**What to work on**
Please return the whole listing. Keep each line exactly the same.

**Given entries**
——————————

//! Indexed triangle mesh.

use crate::{Aabb, MapPoints, MeshBounds, Triangle, Vertex};
use nalgebra::{Point3, Vector3};

#[cfg(feature = "serde")]
use serde::{Deserialize, Serialize};

/// An indexed triangle mesh.
///
/// Faces reference vertices by index and use counter-clockwise winding
/// when viewed from outside, so a closed, correctly oriented mesh has a
/// positive [`signed_volume`](Self::signed_volume).
///
/// # Example
///
/// ```
/// use mesh_types::{IndexedMesh, Vertex};
///
/// let mut mesh = IndexedMesh::new();
/// mesh.vertices.push(Vertex::from_coords(0.0, 0.0, 0.0));
/// mesh.vertices.push(Vertex::from_coords(1.0, 0.0, 0.0));
/// mesh.vertices.push(Vertex::from_coords(0.0, 1.0, 0.0));
/// mesh.faces.push([0, 1, 2]);
///
/// assert_eq!(mesh.face_count(), 1);
/// assert!((mesh.surface_area() - 0.5).abs() < 1e-12);
/// ```
#[derive(Debug, Clone, Default, PartialEq)]
#[cfg_attr(feature = "serde", derive(Serialize, Deserialize))]
pub struct IndexedMesh {
    /// Vertex data.
    pub vertices: Vec<Vertex>,

    /// Triangle faces as indices into `vertices`.
    pub faces: Vec<[u32; 3]>,
}

impl IndexedMesh {
    /// Create an empty mesh.
    #[inline]
    #[must_use]
    pub const fn new() -> Self {
        Self {
            vertices: Vec::new(),
            faces: Vec::new(),
        }
    }

    /// Create an empty mesh with pre-allocated capacity.
    #[inline]
    #[must_use]
    pub fn with_capacity(vertex_count: usize, face_count: usize) -> Self {
        Self {
            vertices: Vec::with_capacity(vertex_count),
            faces: Vec::with_capacity(face_count),
        }
    }

    /// Create a mesh from vertices and faces.
    #[inline]
    #[must_use]
    pub const fn from_parts(vertices: Vec<Vertex>, faces: Vec<[u32; 3]>) -> Self {
        Self { vertices, faces }
    }

    /// Create a mesh from plain positions and faces.
    #[must_use]
    pub fn from_positions(positions: &[Point3<f64>], faces: &[[u32; 3]]) -> Self {
        Self {
            vertices: positions.iter().copied().map(Vertex::new).collect(),
            faces: faces.to_vec(),
        }
    }

    /// Number of vertices.
    #[inline]
    #[must_use]
    pub fn vertex_count(&self) -> usize {
        self.vertices.len()
    }

    /// Number of faces.
    #[inline]
    #[must_use]
    pub fn face_count(&self) -> usize {
        self.faces.len()
    }

    /// A mesh with no faces is empty, whatever its vertex list holds.
    #[inline]
    #[must_use]
    pub fn is_empty(&self) -> bool {
        self.faces.is_empty() || self.vertices.is_empty()
    }

    /// Check that every face index refers to an existing vertex.
    #[must_use]
    pub fn indices_in_range(&self) -> bool {
        let n = self.vertices.len();
        self.faces.iter().flatten().all(|&i| (i as usize) < n)
    }

    /// Position of a vertex.
    ///
    /// # Panics
    ///
    /// Panics if `index` is out of range.
    #[inline]
    #[must_use]
    pub fn position(&self, index: u32) -> Point3<f64> {
        self.vertices[index as usize].position
    }

    /// Resolve a face into a [`Triangle`].
    ///
    /// Returns `None` if `face_index` is out of range.
    #[must_use]
    pub fn triangle(&self, face_index: usize) -> Option<Triangle> {
        self.faces
            .get(face_index)
            .map(|&[a, b, c]| Triangle::new(self.position(a), self.position(b), self.position(c)))
    }

    /// Iterate over all faces as resolved triangles.
    pub fn triangles(&self) -> impl Iterator<Item = Triangle> + '_ {
        self.faces
            .iter()
            .map(|&[a, b, c]| Triangle::new(self.position(a), self.position(b), self.position(c)))
    }

    /// Translate every vertex.
    pub fn translate(&mut self, offset: Vector3<f64>) {
        for vertex in &mut self.vertices {
            vertex.position += offset;
        }
    }

    /// Signed enclosed volume by the divergence theorem.
    ///
    /// Positive for a closed mesh with outward-facing winding, negative
    /// when inside-out. Meaningless for open meshes.
    #[must_use]
    pub fn signed_volume(&self) -> f64 {
        self.triangles().map(|t| signed_tetra_volume(&t)).sum()
    }

    /// Absolute enclosed volume.
    #[inline]
    #[must_use]
    pub fn volume(&self) -> f64 {
        self.signed_volume().abs()
    }

    /// Check whether the signed volume is negative.
    #[inline]
    #[must_use]
    pub fn is_inside_out(&self) -> bool {
        self.signed_volume() < 0.0
    }

    /// Total surface area.
    #[must_use]
    pub fn surface_area(&self) -> f64 {
        self.triangles().map(|t| t.area()).sum()
    }

    /// Reverse the winding of every face and negate stored normals.
    pub fn flip_normals(&mut self) {
        for face in &mut self.faces {
            face.swap(1, 2);
        }
        for vertex in &mut self.vertices {
            if let Some(normal) = vertex.normal.as_mut() {
                *normal = -*normal;
            }
        }
    }

    /// Append another mesh, offsetting its face indices.
    #[allow(clippy::cast_possible_truncation)]
    // Truncation: mesh indices are u32, so vertex counts > 4B are unsupported
    pub fn merge(&mut self, other: &Self) {
        let offset = self.vertices.len() as u32;
        self.vertices.extend(other.vertices.iter().cloned());
        self.faces
            .extend(other.faces.iter().map(|f| f.map(|i| i + offset)));
    }

    /// Axis-aligned box `aabb` as a closed, outward-wound mesh of 12 triangles.
    ///
    /// # Example
    ///
    /// ```
    /// use mesh_types::{Aabb, IndexedMesh, Point3};
    ///
    /// let b = IndexedMesh::cuboid(&Aabb::new(Point3::origin(), Point3::new(2.0, 3.0, 4.0)));
    /// assert!((b.signed_volume() - 24.0).abs() < 1e-9);
    /// ```
    #[must_use]
    pub fn cuboid(aabb: &Aabb) -> Self {
        let corners = aabb.corners();
        let faces = vec![
            // -z
            [0, 2, 3],
            [0, 3, 1],
            // +z
            [4, 5, 7],
            [4, 7, 6],
            // -y
            [0, 1, 5],
            [0, 5, 4],
            // +y
            [2, 6, 7],
            [2, 7, 3],
            // -x
            [0, 4, 6],
            [0, 6, 2],
            // +x
            [1, 3, 7],
            [1, 7, 5],
        ];
        Self::from_positions(&corners, &faces)
    }
}

impl MeshBounds for IndexedMesh {
    fn bounds(&self) -> Aabb {
        Aabb::from_points(self.vertices.iter().map(|v| &v.position))
    }
}

impl MapPoints for IndexedMesh {
    fn map_points<F>(&mut self, f: F)
    where
        F: Fn(&Point3<f64>) -> Point3<f64>,
    {
        for vertex in &mut self.vertices {
            vertex.position = f(&vertex.position);
            vertex.normal = None;
        }
    }
}

/// Signed volume of the tetrahedron spanned by the origin and a triangle.
#[inline]
pub(crate) fn signed_tetra_volume(t: &Triangle) -> f64 {
    let (a, b, c) = (t.v0.coords, t.v1.coords, t.v2.coords);
    let cross = Vector3::new(
        b.y.mul_add(c.z, -(b.z * c.y)),
        b.z.mul_add(c.x, -(b.x * c.z)),
        b.x.mul_add(c.y, -(b.y * c.x)),
    );
    a.z.mul_add(cross.z, a.x.mul_add(cross.x, a.y * cross.y)) / 6.0
}

/// Unit cube from (0,0,0) to (1,1,1) with outward-facing winding.
///
/// # Example
///
/// ```
/// use mesh_types::unit_cube;
///
/// let cube = unit_cube();
/// assert_eq!(cube.vertex_count(), 8);
/// assert_eq!(cube.face_count(), 12);
/// ```
#[must_use]
pub fn unit_cube() -> IndexedMesh {
    IndexedMesh::cuboid(&Aabb::new(Point3::origin(), Point3::new(1.0, 1.0, 1.0)))
}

——————————

**Answer below**
//! Indexed triangle mesh.

use crate::{Aabb, MapPoints, MeshBounds, Triangle, Vertex};
use nalgebra::{Point3, Vector3};

#[cfg(feature = "serde")]
use serde::{Deserialize, Serialize};

/// An indexed triangle mesh.
///
/// Faces reference vertices by index and use counter-clockwise winding
/// when viewed from outside, so a closed, correctly oriented mesh has a
/// positive [`signed_volume`](Self::signed_volume).
///
/// # Example
///
/// ```
/// use mesh_types::{IndexedMesh, Vertex};
///
/// let mut mesh = IndexedMesh::new();
/// mesh.vertices.push(Vertex::from_coords(0.0, 0.0, 0.0));
/// mesh.vertices.push(Vertex::from_coords(1.0, 0.0, 0.0));
/// mesh.vertices.push(Vertex::from_coords(0.0, 1.0, 0.0));
/// mesh.faces.push([0, 1, 2]);
///
/// assert_eq!(mesh.face_count(), 1);
/// assert!((mesh.surface_area() - 0.5).abs() < 1e-12);
/// ```
#[derive(Debug, Clone, Default, PartialEq)]
#[cfg_attr(feature = "serde", derive(Serialize, Deserialize))]
pub struct IndexedMesh {
    /// Vertex data.
    pub vertices: Vec<Vertex>,

    /// Triangle faces as indices into `vertices`.
    pub faces: Vec<[u32; 3]>,
}

impl IndexedMesh {
    /// Create an empty mesh.
    #[inline]
    #[must_use]
    pub const fn new() -> Self {
        Self {
            vertices: Vec::new(),
            faces: Vec::new(),
        }
    }

    /// Create an empty mesh with pre-allocated capacity.
    #[inline]
    #[must_use]
    pub fn with_capacity(vertex_count: usize, face_count: usize) -> Self {
        Self {
            vertices: Vec::with_capacity(vertex_count),
            faces: Vec::with_capacity(face_count),
        }
    }

    /// Create a mesh from vertices and faces.
    #[inline]
    #[must_use]
    pub const fn from_parts(vertices: Vec<Vertex>, faces: Vec<[u32; 3]>) -> Self {
        Self { vertices, faces }
    }

    /// Create a mesh from plain positions and faces.
    #[must_use]
    pub fn from_positions(positions: &[Point3<f64>], faces: &[[u32; 3]]) -> Self {
        Self {
            vertices: positions.iter().copied().map(Vertex::new).collect(),
            faces: faces.to_vec(),
        }
    }

    /// Number of vertices.
    #[inline]
    #[must_use]
    pub fn vertex_count(&self) -> usize {
        self.vertices.len()
    }

    /// Number of faces.
    #[inline]
    #[must_use]
    pub fn face_count(&self) -> usize {
        self.faces.len()
    }

    /// A mesh with no faces is empty, whatever its vertex list holds.
    #[inline]
    #[must_use]
    pub fn is_empty(&self) -> bool {
        self.faces.is_empty() || self.vertices.is_empty()
    }

    /// Check that every face index refers to an existing vertex.
    #[must_use]
    pub fn indices_in_range(&self) -> bool {
        let n = self.vertices.len();
        self.faces.iter().flatten().all(|&i| (i as usize) < n)
    }

    /// Position of a vertex.
    ///
    /// # Panics
    ///
    /// Panics if `index` is out of range.
    #[inline]
    #[must_use]
    pub fn position(&self, index: u32) -> Point3<f64> {
        self.vertices[index as usize].position
    }

    /// Resolve a face into a [`Triangle`].
    ///
    /// Returns `None` if `face_index` is out of range.
    #[must_use]
    pub fn triangle(&self, face_index: usize) -> Option<Triangle> {
        self.faces
            .get(face_index)
            .map(|&[a, b, c]| Triangle::new(self.position(a), self.position(b), self.position(c)))
    }

    /// Iterate over all faces as resolved triangles.
    pub fn triangles(&self) -> impl Iterator<Item = Triangle> + '_ {
        self.faces
            .iter()
            .map(|&[a, b, c]| Triangle::new(self.position(a), self.position(b), self.position(c)))
    }

    /// Translate every vertex.
    pub fn translate(&mut self, offset: Vector3<f64>) {
        for vertex in &mut self.vertices {
            vertex.position += offset;
        }
    }

    /// Signed enclosed volume by the divergence theorem.
    ///
    /// Positive for a closed mesh with outward-facing winding, negative
    /// when inside-out. Meaningless for open meshes.
    #[must_use]
    pub fn signed_volume(&self) -> f64 {
        self.triangles().map(|t| signed_tetra_volume(&t)).sum()
    }

    /// Absolute enclosed volume.
    #[inline]
    #[must_use]
    pub fn volume(&self) -> f64 {
        self.signed_volume().abs()
    }

    /// Check whether the signed volume is negative.
    #[inline]
    #[must_use]
    pub fn is_inside_out(&self) -> bool {
        self.signed_volume() < 0.0
    }

    /// Total surface area.
    #[must_use]
    pub fn surface_area(&self) -> f64 {
        self.triangles().map(|t| t.area()).sum()
    }

    /// Reverse the winding of every face and negate stored normals.
    pub fn flip_normals(&mut self) {
        for face in &mut self.faces {
            face.swap(1, 2);
        }
        for vertex in &mut self.vertices {
            if let Some(normal) = vertex.normal.as_mut() {
                *normal = -*normal;
            }
        }
    }

    /// Append another mesh, offsetting its face indices.
    #[allow(clippy::cast_possible_truncation)]
    // Truncation: mesh indices are u32, so vertex counts > 4B are unsupported
    pub fn merge(&mut self, other: &Self) {
        let offset = self.vertices.len() as u32;
        self.vertices.extend(other.vertices.iter().cloned());
        self.faces
            .extend(other.faces.iter().map(|f| f.map(|i| i + offset)));
    }

    /// Axis-aligned box `aabb` as a closed, outward-wound mesh of 12 triangles.
    ///
    /// # Example
    ///
    /// ```
    /// use mesh_types::{Aabb, IndexedMesh, Point3};
    ///
    /// let b = IndexedMesh::cuboid(&Aabb::new(Point3::origin(), Point3::new(2.0, 3.0, 4.0)));
    /// assert!((b.signed_volume() - 24.0).abs() < 1e-9);
    /// ```
    #[must_use]
    pub fn cuboid(aabb: &Aabb) -> Self {
        let corners = aabb.corners();
        let faces = vec![
            // -z
            [0, 2, 3],
            [0, 3, 1],
            // +z
            [4, 5, 7],
            [4, 7, 6],
            // -y
            [0, 1, 5],
            [0, 5, 4],
            // +y
            [2, 6, 7],
            [2, 7, 3],
            // -x
            [0, 4, 6],
            [0, 6, 2],
            // +x
            [1, 3, 7],
            [1, 7, 5],
        ];
        Self::from_positions(&corners, &faces)
    }
}

impl MeshBounds for IndexedMesh {
    fn bounds(&self) -> Aabb {
        Aabb::from_points(self.vertices.iter().map(|v| &v.position))
    }
}

impl MapPoints for IndexedMesh {
    fn map_points<F>(&mut self, f: F)
    where
        F: Fn(&Point3<f64>) -> Point3<f64>,
    {
        for vertex in &mut self.vertices {
            vertex.position = f(&vertex.position);
            vertex.normal = None;
        }
    }
}

/// Signed volume of the tetrahedron spanned by the origin and a triangle.
#[inline]
pub(crate) fn signed_tetra_volume(t: &Triangle) -> f64 {
    let (a, b, c) = (t.v0.coords, t.v1.coords, t.v2.coords);
    let cross = Vector3::new(
        b.y.mul_add(c.z, -(b.z * c.y)),
        b.z.mul_add(c.x, -(b.x * c.z)),
        b.x.mul_add(c.y, -(b.y * c.x)),
    );
    a.z.mul_add(cross.z, a.x.mul_add(cross.x, a.y * cross.y)) / 6.0
}

/// Unit cube from (0,0,0) to (1,1,1) with outward-facing winding.
///
/// # Example
///
/// ```
/// use mesh_types::unit_cube;
///
/// let cube = unit_cube();
/// assert_eq!(cube.vertex_count(), 8);
/// assert_eq!(cube.face_count(), 12);
/// ```
#[must_use]
pub fn unit_cube() -> IndexedMesh {
    IndexedMesh::cuboid(&Aabb::new(Point3::origin(), Point3::new(1.0, 1.0, 1.0)))
}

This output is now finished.